I tend to be a bit paranoid so went ahead and pushed the blocking registry keys out on those clients with WSUS anyway . . .
According to Microsoft you can block this upgrade entirely on all workstations on your network, as well as turn off the nagging upgrade popup/notification, with two registry key additions.
If you are running a Domain Controller / Active Directory you can push these simple registry keys to all computers under that server. Alternately you can download and install an update on the AD Server and push the same settings out with a new template. I chose to use the simple approach for now.

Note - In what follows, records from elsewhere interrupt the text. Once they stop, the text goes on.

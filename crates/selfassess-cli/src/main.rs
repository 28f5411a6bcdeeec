//! selfassess CLI — answer the self-assessment from a terminal.

use std::path::{Path, PathBuf};
use std::process;

use clap::{Parser, Subcommand};

use selfassess_core::SurveyError;

mod commands;
mod config;

#[derive(Parser)]
#[command(
    name = "selfassess",
    version,
    about = "Self-assessment survey: 30 statements, 5 parts, one score"
)]
struct Cli {
    /// Config file path
    #[arg(long, global = true)]
    config: Option<PathBuf>,

    /// Directory holding saved progress (overrides config)
    #[arg(long, global = true)]
    state_dir: Option<PathBuf>,

    #[command(subcommand)]
    command: Commands,
}

#[derive(Subcommand)]
enum Commands {
    /// Rate a statement (0 = not at all, 3 = completely)
    Answer {
        /// Question number, 1 to 30
        question: u32,

        /// Rating, 0 to 3
        value: u32,
    },

    /// Move to the next part (current part must be fully answered)
    Next,

    /// Move back to the previous part
    Back,

    /// Show scores and progress per part
    Status,

    /// Show the final score and its interpretation
    Results {
        /// Output format: text, json, markdown
        #[arg(long, default_value = "text")]
        format: String,

        /// Also write the result as JSON to this file
        #[arg(long)]
        output: Option<PathBuf>,
    },

    /// Clear all answers and start over
    Reset,

    /// Print text for sharing the survey
    Share {
        /// Output format: text, json
        #[arg(long, default_value = "text")]
        format: String,
    },

    /// Create a starter config file
    Init,
}

fn main() {
    tracing_subscriber::fmt()
        .with_writer(std::io::stderr)
        .with_env_filter(
            tracing_subscriber::EnvFilter::from_default_env()
                .add_directive("selfassess=info".parse().unwrap()),
        )
        .init();

    let cli = Cli::parse();
    let config = || load_config(cli.config.as_deref(), cli.state_dir.clone());

    let result = match cli.command {
        Commands::Answer { question, value } => {
            config().and_then(|c| commands::navigate::answer(&c, question, value))
        }
        Commands::Next => config().and_then(|c| commands::navigate::next(&c)),
        Commands::Back => config().and_then(|c| commands::navigate::back(&c)),
        Commands::Status => config().and_then(|c| commands::status::execute(&c)),
        Commands::Results { format, output } => {
            config().and_then(|c| commands::results::execute(&c, &format, output))
        }
        Commands::Reset => config().and_then(|c| commands::navigate::reset(&c)),
        Commands::Share { format } => {
            config().and_then(|c| commands::share::execute(&c, &format))
        }
        Commands::Init => commands::init::execute(),
    };

    if let Err(e) = result {
        // Validation messages go to the person taking the survey as-is.
        match e.downcast_ref::<SurveyError>() {
            Some(err) if err.is_user_facing() => eprintln!("{err}"),
            _ => eprintln!("Error: {e:#}"),
        }
        process::exit(1);
    }
}

fn load_config(
    path: Option<&Path>,
    state_dir: Option<PathBuf>,
) -> anyhow::Result<config::SelfassessConfig> {
    let mut config = config::load_config_from(path)?;
    if let Some(dir) = state_dir {
        config.state_dir = dir;
    }
    Ok(config)
}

The two keys we want look like this – and you can manually import these into any workstation running Windows 7 or 8.1 to prevent upgrades – no domain needed.
Note the Odd CaPitaliZation on the keys below – they must be entered exactly as shown.
1 2 3 4 5 6 7 |
Windows Registry Editor Version 5.00 [HKEY_LOCAL_MACHINE\SOFTWARE\Policies\Microsoft\Windows\GWX] "DisableGwx"=dword:00000001 [HKEY_LOCAL_MACHINE\SOFTWARE\Policies\Microsoft\Windows\WindowsUpdate] "DisableOSUpgrade"=dword:00000001 |
To push these out via Group Policy:
1) on the domain controller server open the Group Policy Management console (gpmc.msc).
2) for our purposes we will Edit the Default Domain Policy
3) navigate to Computer Configuration, Preferences, Windows Settings, Registry
4) right click Registry and select New, Registry Item
5) Create an Update rule for HKEY_LOCAL_MACHINE
with Keypath: SOFTWARE\Policies\Microsoft\Windows\GWX
and Value: DisableGwx
And Type: REG_DWORD
and Value Data: 1
Click OK and lets do the second key!
6) Same place – right click Registry and select New, Registry Item
7) Create an Update rule for HKEY_LOCAL_MACHINE
with Keypath: SOFTWARE\Policies\Microsoft\Windows\Windows\Update
and Value: DisableOSUpgrade
And Type: REG_DWORD
and Value Data: 1
Here’s what you should see when you check your work (right click the below image and View to see it all)
And here is the test on a client machine after forcing a Group Policy update:
Remember to reboot all the clients – this policy is delivered during startup of the target machine, also reboot if you manually applied these registry keys.